++++ Source information
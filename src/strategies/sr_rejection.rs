//! S/R Rejection: trades a rejection wick off a daily support/resistance
//! zone, filtered by the prevailing H4 trend.

use rust_decimal::Decimal;
use rust_decimal_macros::dec;

use crate::domain::candle::Granularity;
use crate::domain::signal::{Direction, EntrySignal, GateDiagnostics, StrategyResult};
use crate::domain::zone::ZoneRole;
use crate::indicators::atr;
use crate::risk::stops;
use crate::session;
use crate::strategies::trend::{h4_trend_bias, TrendBias};
use crate::strategies::{StrategyContext, TradingStrategy};
use crate::zones::detect_zones;

const GATES: &[&str] = &[
    "data_sufficiency",
    "session",
    "zone_availability",
    "trend_filter",
    "proximity",
    "rejection_wick",
    "stop_target",
];

const MIN_DAILY_CANDLES: usize = 30;
const MIN_H4_CANDLES: usize = 51;
const DAILY_ATR_PERIOD: usize = 14;

pub struct SrRejectionConfig {
    pub zone_tolerance: Decimal,
    pub zone_min_strength: u32,
    pub default_target_rr: Decimal,
}

impl Default for SrRejectionConfig {
    fn default() -> Self {
        Self {
            zone_tolerance: dec!(0.0020),
            zone_min_strength: 2,
            default_target_rr: dec!(2),
        }
    }
}

#[derive(Default)]
pub struct SrRejectionStrategy {
    config: SrRejectionConfig,
}

impl SrRejectionStrategy {
    pub fn new(config: SrRejectionConfig) -> Self {
        Self { config }
    }

}

impl TradingStrategy for SrRejectionStrategy {
    fn id(&self) -> &'static str {
        "sr_rejection"
    }

    fn gates(&self) -> &'static [&'static str] {
        GATES
    }

    fn evaluate(&self, ctx: &StrategyContext) -> StrategyResult {
        let mut diagnostics = GateDiagnostics::default();

        if !ctx.has_minimum(Granularity::D1, MIN_DAILY_CANDLES)
            || !ctx.has_minimum(Granularity::H4, MIN_H4_CANDLES)
        {
            diagnostics.fail("data_sufficiency");
            return StrategyResult::veto("insufficient candle data", diagnostics);
        }
        diagnostics.record_pass("data_sufficiency");

        if !session::admits(ctx.config.session, ctx.evaluated_at) {
            diagnostics.fail("session");
            return StrategyResult::veto("outside session window", diagnostics);
        }
        diagnostics.record_pass("session");

        let daily = ctx.series(Granularity::D1).unwrap();
        let h4 = ctx.series(Granularity::H4).unwrap();

        let zones = detect_zones(
            daily,
            self.config.zone_tolerance,
            self.config.zone_min_strength,
            ctx.evaluated_at,
        );
        if zones.is_empty() {
            diagnostics.fail("zone_availability");
            return StrategyResult::veto("no zones detected on daily series", diagnostics);
        }
        diagnostics.record_pass("zone_availability");
        diagnostics.field("zone_count", zones.len());

        let trend = match h4_trend_bias(h4) {
            Some(t) => t,
            None => {
                diagnostics.fail("trend_filter");
                return StrategyResult::veto("trend indicators unavailable", diagnostics);
            }
        };

        let latest_h4 = h4.last().unwrap();
        let touched_zone = zones.iter().find(|z| latest_h4.touches(z.level));
        let zone = match touched_zone {
            Some(z) => z,
            None => {
                diagnostics.fail("proximity");
                return StrategyResult::veto("no zone touched by latest H4 candle", diagnostics);
            }
        };
        diagnostics.record_pass("proximity");

        let (acting_role, flipped) = zone.acting_role(latest_h4.close);
        let direction = match acting_role {
            ZoneRole::Support => Direction::Buy,
            ZoneRole::Resistance => Direction::Sell,
        };

        let counter_trend = matches!(
            (trend, direction),
            (TrendBias::Bullish, Direction::Sell) | (TrendBias::Bearish, Direction::Buy)
        );
        if counter_trend {
            diagnostics.fail("trend_filter");
            return StrategyResult::veto("signal direction opposes H4 trend", diagnostics);
        }
        diagnostics.record_pass("trend_filter");

        let opposite_shadow = match direction {
            Direction::Buy => latest_h4.lower_shadow(),
            Direction::Sell => latest_h4.upper_shadow(),
        };
        if opposite_shadow < latest_h4.body() {
            diagnostics.fail("rejection_wick");
            return StrategyResult::veto("rejection wick too small", diagnostics);
        }
        diagnostics.record_pass("rejection_wick");

        let daily_atr = match atr(daily, DAILY_ATR_PERIOD) {
            Some(value) => value,
            None => {
                diagnostics.fail("stop_target");
                return StrategyResult::veto("ATR unavailable", diagnostics);
            }
        };
        let target_rr = ctx.config.target_rr.unwrap_or(self.config.default_target_rr);

        let entry = latest_h4.close;
        let (stop, target) = match stops::sr_rejection(
            entry,
            direction,
            daily_atr,
            target_rr,
            &zones,
            Some(zone.level),
        ) {
            Ok(pair) => pair,
            Err(veto) => {
                diagnostics.fail("stop_target");
                return StrategyResult::veto(veto.to_string(), diagnostics);
            }
        };
        diagnostics.record_pass("stop_target");

        let reason = format!(
            "{direction} rejection at {role} (zone {level}{flip})",
            direction = direction,
            role = if acting_role == ZoneRole::Support {
                "support"
            } else {
                "resistance"
            },
            level = zone.level,
            flip = if flipped { ", flipped" } else { "" },
        );

        StrategyResult::Signal(EntrySignal {
            direction,
            entry_price: entry,
            stop_loss: stop,
            take_profit: target,
            zone: Some(zone.clone()),
            reason,
            stream: ctx.config.name.clone(),
            evaluated_at: ctx.evaluated_at,
        })
    }
}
++++++++
• Action item
Gather all lines of the records that include the word "impl".

• The answer
impl Default for SrRejectionConfig {
impl SrRejectionStrategy {
impl TradingStrategy for SrRejectionStrategy {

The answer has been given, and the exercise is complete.